## [RECORDS]
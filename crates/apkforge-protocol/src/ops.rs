//! Request/response envelope for the lane's stdin/stdout surface.
//!
//! One JSON object per line in, one per line out. No wire format beyond
//! that is prescribed: the configuration payload is an arbitrary JSON
//! document and the artifact is an opaque blob addressed by id.

use serde::{Deserialize, Serialize};
use serde_json::Value;

use crate::error::ApiError;

/// Operation names, as they appear in the `op` field.
pub mod names {
    pub const SUBMIT: &str = "submit";
    pub const LIST: &str = "list";
    pub const RETRIEVE: &str = "retrieve";
    pub const DELETE: &str = "delete";
    pub const SWEEP: &str = "sweep";
}

/// One request line.
#[derive(Debug, Clone, Serialize, Deserialize)]
#[serde(tag = "op", rename_all = "snake_case")]
pub enum Request {
    /// Build a customized, re-signed artifact from the configured source APK.
    Submit {
        /// Caller correlation id, echoed back verbatim.
        #[serde(default, skip_serializing_if = "Option::is_none")]
        request_id: Option<String>,
        /// Owner of the produced artifact; defaults to "guest".
        #[serde(default, skip_serializing_if = "Option::is_none")]
        owner_id: Option<String>,
        /// Replacement configuration document (must be a non-empty object).
        payload: Value,
        /// Override for the source APK path; defaults to the configured one.
        #[serde(default, skip_serializing_if = "Option::is_none")]
        source: Option<String>,
    },
    /// List the owner's unexpired artifacts.
    List {
        #[serde(default, skip_serializing_if = "Option::is_none")]
        request_id: Option<String>,
        #[serde(default, skip_serializing_if = "Option::is_none")]
        owner_id: Option<String>,
    },
    /// Resolve an artifact id to its download location.
    Retrieve {
        #[serde(default, skip_serializing_if = "Option::is_none")]
        request_id: Option<String>,
        artifact_id: String,
    },
    /// Delete an artifact's record and bytes.
    Delete {
        #[serde(default, skip_serializing_if = "Option::is_none")]
        request_id: Option<String>,
        artifact_id: String,
    },
    /// Run one expiry sweep immediately.
    Sweep {
        #[serde(default, skip_serializing_if = "Option::is_none")]
        request_id: Option<String>,
    },
}

impl Request {
    /// The caller correlation id, if one was sent.
    pub fn request_id(&self) -> Option<&str> {
        match self {
            Request::Submit { request_id, .. }
            | Request::List { request_id, .. }
            | Request::Retrieve { request_id, .. }
            | Request::Delete { request_id, .. }
            | Request::Sweep { request_id } => request_id.as_deref(),
        }
    }

    /// The operation name for logging.
    pub fn op_name(&self) -> &'static str {
        match self {
            Request::Submit { .. } => names::SUBMIT,
            Request::List { .. } => names::LIST,
            Request::Retrieve { .. } => names::RETRIEVE,
            Request::Delete { .. } => names::DELETE,
            Request::Sweep { .. } => names::SWEEP,
        }
    }
}

/// One response line.
#[derive(Debug, Clone, Serialize, Deserialize)]
pub struct Response {
    /// Echoed caller correlation id.
    #[serde(default, skip_serializing_if = "Option::is_none")]
    pub request_id: Option<String>,

    /// True when `result` is populated, false when `error` is.
    pub ok: bool,

    /// Operation result payload.
    #[serde(default, skip_serializing_if = "Option::is_none")]
    pub result: Option<Value>,

    /// Classified error payload.
    #[serde(default, skip_serializing_if = "Option::is_none")]
    pub error: Option<ApiError>,
}

impl Response {
    /// Build a success response.
    pub fn success(request_id: Option<String>, result: Value) -> Self {
        Self {
            request_id,
            ok: true,
            result: Some(result),
            error: None,
        }
    }

    /// Build an error response.
    pub fn failure(request_id: Option<String>, error: ApiError) -> Self {
        Self {
            request_id,
            ok: false,
            result: None,
            error: Some(error),
        }
    }
}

## [HOW TO COMPLETE THIS TASK]
Word for word, transcribe the entire listing shown above.

## [SOLUTION TO THE EXERCISE]
filename crates/apkforge-protocol/src/ops.rs
//! Request/response envelope for the lane's stdin/stdout surface.
//!
//! One JSON object per line in, one per line out. No wire format beyond
//! that is prescribed: the configuration payload is an arbitrary JSON
//! document and the artifact is an opaque blob addressed by id.

use serde::{Deserialize, Serialize};
use serde_json::Value;

use crate::error::ApiError;

/// Operation names, as they appear in the `op` field.
pub mod names {
    pub const SUBMIT: &str = "submit";
    pub const LIST: &str = "list";
    pub const RETRIEVE: &str = "retrieve";
    pub const DELETE: &str = "delete";
    pub const SWEEP: &str = "sweep";
}

/// One request line.
#[derive(Debug, Clone, Serialize, Deserialize)]
#[serde(tag = "op", rename_all = "snake_case")]
pub enum Request {
    /// Build a customized, re-signed artifact from the configured source APK.
    Submit {
        /// Caller correlation id, echoed back verbatim.
        #[serde(default, skip_serializing_if = "Option::is_none")]
        request_id: Option<String>,
        /// Owner of the produced artifact; defaults to "guest".
        #[serde(default, skip_serializing_if = "Option::is_none")]
        owner_id: Option<String>,
        /// Replacement configuration document (must be a non-empty object).
        payload: Value,
        /// Override for the source APK path; defaults to the configured one.
        #[serde(default, skip_serializing_if = "Option::is_none")]
        source: Option<String>,
    },
    /// List the owner's unexpired artifacts.
    List {
        #[serde(default, skip_serializing_if = "Option::is_none")]
        request_id: Option<String>,
        #[serde(default, skip_serializing_if = "Option::is_none")]
        owner_id: Option<String>,
    },
    /// Resolve an artifact id to its download location.
    Retrieve {
        #[serde(default, skip_serializing_if = "Option::is_none")]
        request_id: Option<String>,
        artifact_id: String,
    },
    /// Delete an artifact's record and bytes.
    Delete {
        #[serde(default, skip_serializing_if = "Option::is_none")]
        request_id: Option<String>,
        artifact_id: String,
    },
    /// Run one expiry sweep immediately.
    Sweep {
        #[serde(default, skip_serializing_if = "Option::is_none")]
        request_id: Option<String>,
    },
}

impl Request {
    /// The caller correlation id, if one was sent.
    pub fn request_id(&self) -> Option<&str> {
        match self {
            Request::Submit { request_id, .. }
            | Request::List { request_id, .. }
            | Request::Retrieve { request_id, .. }
            | Request::Delete { request_id, .. }
            | Request::Sweep { request_id } => request_id.as_deref(),
        }
    }

    /// The operation name for logging.
    pub fn op_name(&self) -> &'static str {
        match self {
            Request::Submit { .. } => names::SUBMIT,
            Request::List { .. } => names::LIST,
            Request::Retrieve { .. } => names::RETRIEVE,
            Request::Delete { .. } => names::DELETE,
            Request::Sweep { .. } => names::SWEEP,
        }
    }
}

/// One response line.
#[derive(Debug, Clone, Serialize, Deserialize)]
pub struct Response {
    /// Echoed caller correlation id.
    #[serde(default, skip_serializing_if = "Option::is_none")]
    pub request_id: Option<String>,

    /// True when `result` is populated, false when `error` is.
    pub ok: bool,

    /// Operation result payload.
    #[serde(default, skip_serializing_if = "Option::is_none")]
    pub result: Option<Value>,

    /// Classified error payload.
    #[serde(default, skip_serializing_if = "Option::is_none")]
    pub error: Option<ApiError>,
}

impl Response {
    /// Build a success response.
    pub fn success(request_id: Option<String>, result: Value) -> Self {
        Self {
            request_id,
            ok: true,
            result: Some(result),
            error: None,
        }
    }

    /// Build an error response.
    pub fn failure(request_id: Option<String>, error: ApiError) -> Self {
        Self {
            request_id,
            ok: false,
            result: None,
            error: Some(error),
        }
    }
}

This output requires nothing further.